Am I not as free as anyone else? Am I not an apostle? Haven't I seen Jesus our Lord with my own eyes? Isn't it because of my work that you belong to the Lord?
Even if others think I am not an apostle, I certainly am to you. You yourselves are proof that I am the Lord's apostle.
This is my answer to those who question my authority. (1 Cor 9:1-3)
This is reminiscent of Chapter Two where Paul’s ability to speak well is questioned and then later in the chapter there is talk about evaluating the apostles. Chapter 4 introduces the notion of apostles being queried as to their credentials and abilities. Clearly this is something that is upper most on Paul’s mind, he is copping a lot of flack. The brickbats are flying. This fits the context of the discussion in the previous chapter where the talk was of opinionated people sounding forth. Paul has just commented about freedom in Christ to be able to eat or not to eat food sacrificed to idols. Paul’s thoughts are running on with the statements at the end of chapter eight to which he adds the questions: Am I not as free as anyone else? [ to which I would answer – I think freer than most Paul] Am I not an apostle? [If you are not an Apostle Paul, then no one is.]

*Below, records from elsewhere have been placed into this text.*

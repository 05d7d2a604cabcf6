//! Synthetic packet model
//!
//! The driver synthesizes candidate packets from a small cast of
//! simulated hosts and applications; the evaluation pipeline treats them
//! as opaque input and performs no generation logic itself.

use rand::Rng;
use std::fmt;
use std::net::Ipv4Addr;

/// Simulated source hosts: address and display label
pub const SOURCE_HOSTS: [(Ipv4Addr, &str); 3] = [
    (Ipv4Addr::new(192, 168, 1, 50), "Internal LAN Device"),
    (Ipv4Addr::new(198, 51, 100, 100), "External Cloud Host"),
    (Ipv4Addr::new(127, 0, 0, 1), "Loopback Interface"),
];

/// Payload signatures embedded in malicious packets
pub const EXPLOIT_SIGNATURES: [&str; 4] =
    ["SQL_INJECT", "SHELLCODE_EXEC", "MALWARE_DATA", "XSS_PAYLOAD"];

/// Filler payload for benign packets
const BENIGN_PAYLOAD: &str = "GET /index.html HTTP/1.1 Host: Local";

/// Target applications a packet can be addressed to
#[derive(Debug, Clone, Copy, PartialEq, Eq)]
pub enum Application {
    Kernel,
    WebServer,
    DbAgent,
    UnknownBinary,
    Messenger,
}

impl Application {
    pub const ALL: [Application; 5] = [
        Application::Kernel,
        Application::WebServer,
        Application::DbAgent,
        Application::UnknownBinary,
        Application::Messenger,
    ];

    pub fn as_str(&self) -> &'static str {
        match self {
            Application::Kernel => "Kernel",
            Application::WebServer => "Web_Server",
            Application::DbAgent => "DB_Agent",
            Application::UnknownBinary => "Unknown.bin",
            Application::Messenger => "Discord.exe",
        }
    }

    /// The kernel process is the privileged target guarded by the
    /// behavioral stage.
    pub fn is_privileged(&self) -> bool {
        matches!(self, Application::Kernel)
    }
}

impl fmt::Display for Application {
    fn fmt(&self, f: &mut fmt::Formatter<'_>) -> fmt::Result {
        f.write_str(self.as_str())
    }
}

/// Candidate packet handed to the evaluation pipeline
#[derive(Debug, Clone)]
pub struct SyntheticPacket {
    pub source_ip: Ipv4Addr,
    pub source_label: &'static str,
    pub target_application: Application,
    /// Set by the synthesizer; the DPI stage inspects this flag, not the
    /// payload text
    pub malicious: bool,
    pub payload: String,
}

/// Randomized packet source
#[derive(Debug, Clone)]
pub struct PacketSynthesizer {
    malicious_ratio: f64,
}

impl PacketSynthesizer {
    pub fn new(malicious_ratio: f64) -> Self {
        Self {
            malicious_ratio: malicious_ratio.clamp(0.0, 1.0),
        }
    }

    /// Draw one candidate packet from the injected randomness source
    pub fn synthesize<R: Rng>(&self, rng: &mut R) -> SyntheticPacket {
        let (source_ip, source_label) = SOURCE_HOSTS[rng.gen_range(0..SOURCE_HOSTS.len())];
        let target_application = Application::ALL[rng.gen_range(0..Application::ALL.len())];
        let malicious = rng.gen_bool(self.malicious_ratio);
        let payload = if malicious {
            let signature = EXPLOIT_SIGNATURES[rng.gen_range(0..EXPLOIT_SIGNATURES.len())];
            format!("EXPLOIT: {}", signature)
        } else {
            BENIGN_PAYLOAD.to_string()
        };

        SyntheticPacket {
            source_ip,
            source_label,
            target_application,
            malicious,
            payload,
        }
    }
}

impl Default for PacketSynthesizer {
    fn default() -> Self {
        Self::new(0.25)
    }
}
//! ACL rule store
//!
//! Ordered access-control entries evaluated against the declared source
//! address of a packet. First match wins; no match falls through to the
//! zero-trust default block. Patterns are deliberately simple:
//! - `*` matches any source
//! - `X.Y.*` matches by dotted-prefix comparison
//! - anything else is a literal address match
//!
//! No CIDR arithmetic and no IPv6; out of scope for the simulation.

use std::fmt;
use std::net::Ipv4Addr;

/// Verdict attached to a rule or produced by the evaluation pipeline
#[derive(Debug, Clone, Copy, PartialEq, Eq)]
pub enum Action {
    /// Let the packet through
    Allow,
    /// Silently drop the packet
    Deny,
    /// Dropped by the IPS after a payload signature match
    IpsBlock,
    /// Source locked down by the zero-trust response
    ZeroTrustLock,
}

impl Action {
    pub fn as_str(&self) -> &'static str {
        match self {
            Action::Allow => "ALLOW",
            Action::Deny => "DENY",
            Action::IpsBlock => "IPS_BLOCK",
            Action::ZeroTrustLock => "ZERO_TRUST_LOCK",
        }
    }

    /// True for every verdict that stops the packet
    pub fn is_blocking(&self) -> bool {
        !matches!(self, Action::Allow)
    }
}

impl fmt::Display for Action {
    fn fmt(&self, f: &mut fmt::Formatter<'_>) -> fmt::Result {
        f.write_str(self.as_str())
    }
}

/// Protocol tag carried by rules and connection entries
#[derive(Debug, Clone, Copy, PartialEq, Eq, Default)]
pub enum Protocol {
    #[default]
    Tcp,
    Udp,
    Icmp,
}

impl Protocol {
    pub fn as_str(&self) -> &'static str {
        match self {
            Protocol::Tcp => "TCP",
            Protocol::Udp => "UDP",
            Protocol::Icmp => "ICMP",
        }
    }
}

impl fmt::Display for Protocol {
    fn fmt(&self, f: &mut fmt::Formatter<'_>) -> fmt::Result {
        f.write_str(self.as_str())
    }
}

/// Source address pattern
#[derive(Debug, Clone, PartialEq, Eq)]
pub enum SourcePattern {
    /// `*` - matches any source
    Any,
    /// `X.Y.*` - dotted prefix, stored with its trailing dot
    Prefix(String),
    /// Literal address match
    Exact(Ipv4Addr),
}

impl SourcePattern {
    /// Parse from the textual form used in rule definitions
    pub fn parse(s: &str) -> Option<Self> {
        if s == "*" {
            return Some(SourcePattern::Any);
        }
        if let Some(prefix) = s.strip_suffix('*') {
            // The dot stays in the stored prefix so "192.168.1.*" cannot
            // match 192.168.10.x.
            if prefix.ends_with('.')
                && prefix
                    .chars()
                    .all(|c| c.is_ascii_digit() || c == '.')
            {
                return Some(SourcePattern::Prefix(prefix.to_string()));
            }
            return None;
        }
        s.parse().ok().map(SourcePattern::Exact)
    }

    /// Check whether a source address matches this pattern
    pub fn matches(&self, source: Ipv4Addr) -> bool {
        match self {
            SourcePattern::Any => true,
            SourcePattern::Prefix(prefix) => source.to_string().starts_with(prefix.as_str()),
            SourcePattern::Exact(addr) => *addr == source,
        }
    }
}

impl fmt::Display for SourcePattern {
    fn fmt(&self, f: &mut fmt::Formatter<'_>) -> fmt::Result {
        match self {
            SourcePattern::Any => f.write_str("*"),
            SourcePattern::Prefix(prefix) => write!(f, "{}*", prefix),
            SourcePattern::Exact(addr) => write!(f, "{}", addr),
        }
    }
}

/// A single access-control entry
#[derive(Debug, Clone)]
pub struct Rule {
    pub id: String,
    pub name: String,
    /// Source pattern; the only field that participates in matching
    pub source: SourcePattern,
    /// Descriptive target shown in the policy table
    pub destination: String,
    /// 0 means any port
    pub port: u16,
    pub protocol: Protocol,
    pub action: Action,
}

impl fmt::Display for Rule {
    fn fmt(&self, f: &mut fmt::Formatter<'_>) -> fmt::Result {
        let port = if self.port == 0 {
            "ANY".to_string()
        } else {
            self.port.to_string()
        };
        write!(
            f,
            "{} \"{}\": source={} dest={} port={} proto={} action={}",
            self.id, self.name, self.source, self.destination, port, self.protocol, self.action
        )
    }
}

/// Ordered rule store, first match wins
#[derive(Debug, Clone, Default)]
pub struct RuleSet {
    rules: Vec<Rule>,
}

impl RuleSet {
    pub fn new() -> Self {
        Self { rules: Vec::new() }
    }

    /// Append a rule at the lowest priority position
    pub fn push(&mut self, rule: Rule) {
        self.rules.push(rule);
    }

    /// Scan rules in order and return the first whose source pattern
    /// matches the given address
    pub fn first_match(&self, source: Ipv4Addr) -> Option<&Rule> {
        self.rules.iter().find(|rule| rule.source.matches(source))
    }

    pub fn iter(&self) -> impl Iterator<Item = &Rule> {
        self.rules.iter()
    }

    pub fn len(&self) -> usize {
        self.rules.len()
    }

    pub fn is_empty(&self) -> bool {
        self.rules.is_empty()
    }
}

#[cfg(test)]
mod tests {
    use super::*;

    fn make_rule(id: &str, source: &str, action: Action) -> Rule {
        Rule {
            id: id.to_string(),
            name: format!("rule {}", id),
            source: SourcePattern::parse(source).unwrap(),
            destination: "Host".to_string(),
            port: 0,
            protocol: Protocol::Tcp,
            action,
        }
    }

    #[test]
    fn test_wildcard_matches_anything() {
        let pattern = SourcePattern::parse("*").unwrap();
        assert!(pattern.matches(Ipv4Addr::new(9, 9, 9, 9)));
        assert!(pattern.matches(Ipv4Addr::new(127, 0, 0, 1)));
    }

    #[test]
    fn test_exact_match() {
        let pattern = SourcePattern::parse("127.0.0.1").unwrap();
        assert!(pattern.matches(Ipv4Addr::new(127, 0, 0, 1)));
        assert!(!pattern.matches(Ipv4Addr::new(127, 0, 0, 2)));
    }

    #[test]
    fn test_prefix_match() {
        let pattern = SourcePattern::parse("192.168.1.*").unwrap();
        assert!(pattern.matches(Ipv4Addr::new(192, 168, 1, 50)));
        assert!(pattern.matches(Ipv4Addr::new(192, 168, 1, 254)));
        assert!(!pattern.matches(Ipv4Addr::new(192, 168, 2, 50)));
    }

    #[test]
    fn test_prefix_respects_dot_boundary() {
        // "192.168.1.*" must not match 192.168.10.x
        let pattern = SourcePattern::parse("192.168.1.*").unwrap();
        assert!(!pattern.matches(Ipv4Addr::new(192, 168, 10, 5)));
    }

    #[test]
    fn test_parse_rejects_garbage() {
        assert!(SourcePattern::parse("not-an-ip").is_none());
        assert!(SourcePattern::parse("192.168.*").is_some());
        assert!(SourcePattern::parse("10.*").is_some());
        assert!(SourcePattern::parse("abc.*").is_none());
        assert!(SourcePattern::parse("192*").is_none());
    }

    #[test]
    fn test_first_match_wins() {
        let mut rules = RuleSet::new();
        rules.push(make_rule("1", "192.168.1.*", Action::Allow));
        rules.push(make_rule("2", "*", Action::Deny));

        let lan = rules.first_match(Ipv4Addr::new(192, 168, 1, 50)).unwrap();
        assert_eq!(lan.action, Action::Allow);
        assert_eq!(lan.id, "1");

        let other = rules.first_match(Ipv4Addr::new(9, 9, 9, 9)).unwrap();
        assert_eq!(other.action, Action::Deny);
        assert_eq!(other.id, "2");
    }

    #[test]
    fn test_no_match_returns_none() {
        let mut rules = RuleSet::new();
        rules.push(make_rule("1", "10.0.0.1", Action::Allow));
        assert!(rules.first_match(Ipv4Addr::new(9, 9, 9, 9)).is_none());
    }

    #[test]
    fn test_shadowing_order_preserved() {
        let mut rules = RuleSet::new();
        rules.push(make_rule("1", "*", Action::Deny));
        rules.push(make_rule("2", "192.168.1.50", Action::Allow));

        // The wildcard shadows the later allow rule.
        let matched = rules.first_match(Ipv4Addr::new(192, 168, 1, 50)).unwrap();
        assert_eq!(matched.action, Action::Deny);
    }

    #[test]
    fn test_action_display() {
        assert_eq!(Action::IpsBlock.to_string(), "IPS_BLOCK");
        assert_eq!(Action::ZeroTrustLock.to_string(), "ZERO_TRUST_LOCK");
        assert!(Action::Deny.is_blocking());
        assert!(!Action::Allow.is_blocking());
    }
}
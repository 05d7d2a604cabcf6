//! Configuration management
//!
//! Handles the simulator's TOML configuration: loop timing, inspection
//! module toggles, the ACL rule set and collaborator settings.

mod types;
mod validation;

pub use types::*;
pub use validation::{validate, ValidationResult};

use crate::{Error, Result};
use std::path::Path;

/// Load configuration from a TOML file
pub fn load<P: AsRef<Path>>(path: P) -> Result<Config> {
    let content = std::fs::read_to_string(path).map_err(Error::Io)?;
    let config: Config = toml::from_str(&content).map_err(|e| Error::Config(e.to_string()))?;
    Ok(config)
}

/// Load from `path` if it exists, otherwise fall back to the built-in
/// defaults
pub fn load_or_default<P: AsRef<Path>>(path: P) -> Result<Config> {
    if path.as_ref().exists() {
        load(path)
    } else {
        Ok(Config::default())
    }
}

#[cfg(test)]
mod tests {
    use super::*;
    use std::io::Write;

    #[test]
    fn test_load_minimal_config() {
        let mut file = tempfile::NamedTempFile::new().unwrap();
        writeln!(
            file,
            r#"
[simulation]
packet_interval_ms = 500
malicious_ratio = 0.5

[modules]
dpi = false

[[rules]]
name = "allow lan"
source = "192.168.1.*"
action = "allow"
"#
        )
        .unwrap();

        let config = load(file.path()).unwrap();
        assert_eq!(config.simulation.packet_interval_ms, 500);
        assert_eq!(config.simulation.malicious_ratio, 0.5);
        // Unset fields keep their defaults.
        assert_eq!(config.simulation.sweep_interval_ms, 2500);
        assert!(!config.modules.dpi);
        assert!(config.modules.spi);
        assert_eq!(config.rules.len(), 1);
        assert_eq!(config.rules[0].source, "192.168.1.*");
    }

    #[test]
    fn test_load_missing_file_is_io_error() {
        assert!(matches!(
            load("/nonexistent/hostguard.toml"),
            Err(Error::Io(_))
        ));
    }

    #[test]
    fn test_load_or_default_falls_back() {
        let config = load_or_default("/nonexistent/hostguard.toml").unwrap();
        assert_eq!(config.rules.len(), 3);
        assert_eq!(config.simulation.staleness_ms, 12_000);
    }

    #[test]
    fn test_malformed_toml_is_config_error() {
        let mut file = tempfile::NamedTempFile::new().unwrap();
        writeln!(file, "this is not toml [").unwrap();
        assert!(matches!(load(file.path()), Err(Error::Config(_))));
    }

    #[test]
    fn test_default_rule_set_converts() {
        let config = Config::default();
        let rules = config.rule_set().unwrap();
        assert_eq!(rules.len(), 3);
        // The built-in policy ends with the zero-trust wildcard.
        let last = rules.iter().last().unwrap();
        assert_eq!(last.source, crate::engine::SourcePattern::Any);
    }
}
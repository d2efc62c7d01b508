//! `cabin harden` — apply, roll back, or query in-guest hardening.

use anyhow::Result;
use clap::Subcommand;

use crate::app::AppContext;
use crate::application::services::lifecycle::{
    self, disable_hardening, enable_hardening, hardening_status,
};

#[derive(Subcommand)]
pub enum HardenCommand {
    /// Apply the hardening hook and record the marker.
    Enable {
        /// Instance name.
        name: String,
    },

    /// Roll hardening back and clear the marker.
    Disable {
        /// Instance name.
        name: String,
    },

    /// Report the in-guest posture as seen by the hook.
    Status {
        /// Instance name.
        name: String,
    },
}

/// Run a `cabin harden` subcommand.
///
/// # Errors
///
/// Fails when the instance is unknown or the hook reports failure. A failed
/// enable has already been rolled back when the error surfaces.
pub async fn run(ctx: &AppContext, cmd: &HardenCommand) -> Result<()> {
    lifecycle::ensure_runtime(&ctx.runtime).await?;
    match cmd {
        HardenCommand::Enable { name } => {
            enable_hardening(&ctx.runtime, &ctx.store, &ctx.config, name).await?;
            ctx.output
                .success(&format!("Hardening enabled for '{name}'"));
        }
        HardenCommand::Disable { name } => {
            disable_hardening(&ctx.runtime, &ctx.store, &ctx.config, name).await?;
            ctx.output
                .success(&format!("Hardening disabled for '{name}'"));
        }
        HardenCommand::Status { name } => {
            let report = hardening_status(&ctx.runtime, &ctx.store, &ctx.config, name).await?;
            ctx.output.header(&format!("Hardening status for '{name}'"));
            for line in report.lines() {
                ctx.output.kv("status", line);
            }
        }
    }
    Ok(())
}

Paul adds more related to his legitimacy as an apostle. I saw Jesus with my own eyes. I have had first hand contact with the Master. Not only that, but you, Corinthians are the fruits of my apostleship. Others may think I am not an apostle but certainly not any of you. You Corinthians are proof that I am an apostle. Now is that true? Is the issue of Paul’s apostleship settled among the Corinthians or not? Some would think that it was settled and not under debate there. But then again maybe Paul’s comments about opinionated people related to some among the Corinthians who had opinions on his apostleship but the following comments in verse 9:2 indicate the matter is settled.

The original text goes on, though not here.